Your calculation comes out to 1.028 TWh

1 TWh = 1,000,000,000 KWh




Yep, my bad! So commutes aren't as significant a contributor as I thought. I ran through some more calculations trying to only use the US, and it looks like the Wh / $ is somewhere around 3.51. Is there any other category of use that isn't being included? This is a pretty stark difference, even being many times more than the first calculation.

Commute: 1.028 TWh

Data centers: ~3.3TWh per trillion (for USD) = 132 TWh

ATMs: 470,135 independent in the US (1.27MWh each per year) = 0.597TWh

Banks: ~98,000 in the US (PDF wasn't clear, using 60MWh each per year) = 5.88 TWh

Card networks: ~1TWh/yr (just assuming "half" of global)

Total: 140.5TWh/yr

https://data.worldbank.org/indicator/FB.CBK.BRCH.P5?location...

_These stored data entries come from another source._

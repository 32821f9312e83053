//! Host registry.
//!
//! # Responsibilities
//! - Define the seam policies read cluster membership through
//! - Provide an in-memory registry fed by contact points and config reloads
//!
//! # Design Decisions
//! - Membership snapshots are lock-free reads (`ArcSwap`)
//! - Writers take one mutex so the address index and the snapshot list change
//!   together; readers never block
//! - Host objects survive re-syncs so liveness history is kept

use std::collections::HashSet;
use std::net::SocketAddr;
use std::sync::{Arc, Mutex, MutexGuard};

use arc_swap::ArcSwap;
use dashmap::DashMap;

use crate::cluster::host::Host;

/// Read-only view of cluster membership consumed by load balancing policies.
pub trait HostRegistry: Send + Sync {
    /// Point-in-time snapshot of every known host, in registry order.
    fn all_hosts(&self) -> Vec<Arc<Host>>;
}

/// In-memory cluster metadata.
#[derive(Debug, Default)]
pub struct Metadata {
    hosts: ArcSwap<Vec<Arc<Host>>>,
    by_addr: DashMap<SocketAddr, Arc<Host>>,
    writer: Mutex<()>,
}

impl Metadata {
    pub fn new() -> Self {
        Self::default()
    }

    /// Build a registry from an initial host list. Later duplicates are dropped.
    pub fn from_hosts(hosts: impl IntoIterator<Item = Host>) -> Self {
        let metadata = Self::new();
        for host in hosts {
            metadata.add_host(host);
        }
        metadata
    }

    /// Register a host. If the address is already known the existing host is returned.
    pub fn add_host(&self, host: Host) -> Arc<Host> {
        let _writer = self.write_lock();
        self.insert(host).unwrap_or_else(|existing| existing)
    }

    /// Forget a host permanently.
    pub fn remove_host(&self, addr: &SocketAddr) -> Option<Arc<Host>> {
        let _writer = self.write_lock();
        self.evict(addr)
    }

    pub fn get_host(&self, addr: &SocketAddr) -> Option<Arc<Host>> {
        self.by_addr.get(addr).map(|h| h.value().clone())
    }

    pub fn len(&self) -> usize {
        self.hosts.load().len()
    }

    pub fn is_empty(&self) -> bool {
        self.len() == 0
    }

    /// Reconcile membership with the desired host set.
    ///
    /// Known addresses keep their existing `Host` (and its liveness), new ones are
    /// added, missing ones removed. Returns `(added, removed)`.
    pub fn sync(&self, desired: impl IntoIterator<Item = Host>) -> (usize, usize) {
        let _writer = self.write_lock();
        let mut wanted = HashSet::new();
        let mut added = 0;

        for host in desired {
            if wanted.insert(host.addr()) && self.insert(host).is_ok() {
                added += 1;
            }
        }

        let stale: Vec<SocketAddr> = self
            .hosts
            .load()
            .iter()
            .map(|h| h.addr())
            .filter(|addr| !wanted.contains(addr))
            .collect();
        let removed = stale
            .iter()
            .filter(|addr| self.evict(addr).is_some())
            .count();

        if added > 0 || removed > 0 {
            tracing::info!(added, removed, total = self.len(), "Cluster membership synced");
        }
        (added, removed)
    }

    fn write_lock(&self) -> MutexGuard<'_, ()> {
        // The guarded data is `()`, so a poisoned lock carries no broken state.
        self.writer.lock().unwrap_or_else(|poisoned| poisoned.into_inner())
    }

    /// Caller holds the writer lock. `Err` carries the already-known host.
    fn insert(&self, host: Host) -> Result<Arc<Host>, Arc<Host>> {
        if let Some(existing) = self.by_addr.get(&host.addr()) {
            return Err(existing.value().clone());
        }

        let host = Arc::new(host);
        self.by_addr.insert(host.addr(), host.clone());
        self.hosts.rcu(|current| {
            let mut next = Vec::with_capacity(current.len() + 1);
            next.extend(current.iter().cloned());
            next.push(host.clone());
            next
        });

        tracing::debug!(host = %host, "Host added");
        Ok(host)
    }

    /// Caller holds the writer lock.
    fn evict(&self, addr: &SocketAddr) -> Option<Arc<Host>> {
        let (_, removed) = self.by_addr.remove(addr)?;
        self.hosts.rcu(|current| {
            current
                .iter()
                .filter(|h| h.addr() != *addr)
                .cloned()
                .collect::<Vec<_>>()
        });

        tracing::debug!(host = %removed, "Host removed");
        Some(removed)
    }
}

impl HostRegistry for Metadata {
    fn all_hosts(&self) -> Vec<Arc<Host>> {
        Vec::clone(&self.hosts.load())
    }
}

https://blog.sfgate.com/lifestyle/2020/08/31/its-electric-ho....


OK the main discrepancy is from the Data center calculation. The Galaxy PDF lists the top 100 banks as owning $70Tn of deposits. I calculated using the galaxy energy number but divided by total deposits wheras I should have only used the data for the top 100 banks as they did.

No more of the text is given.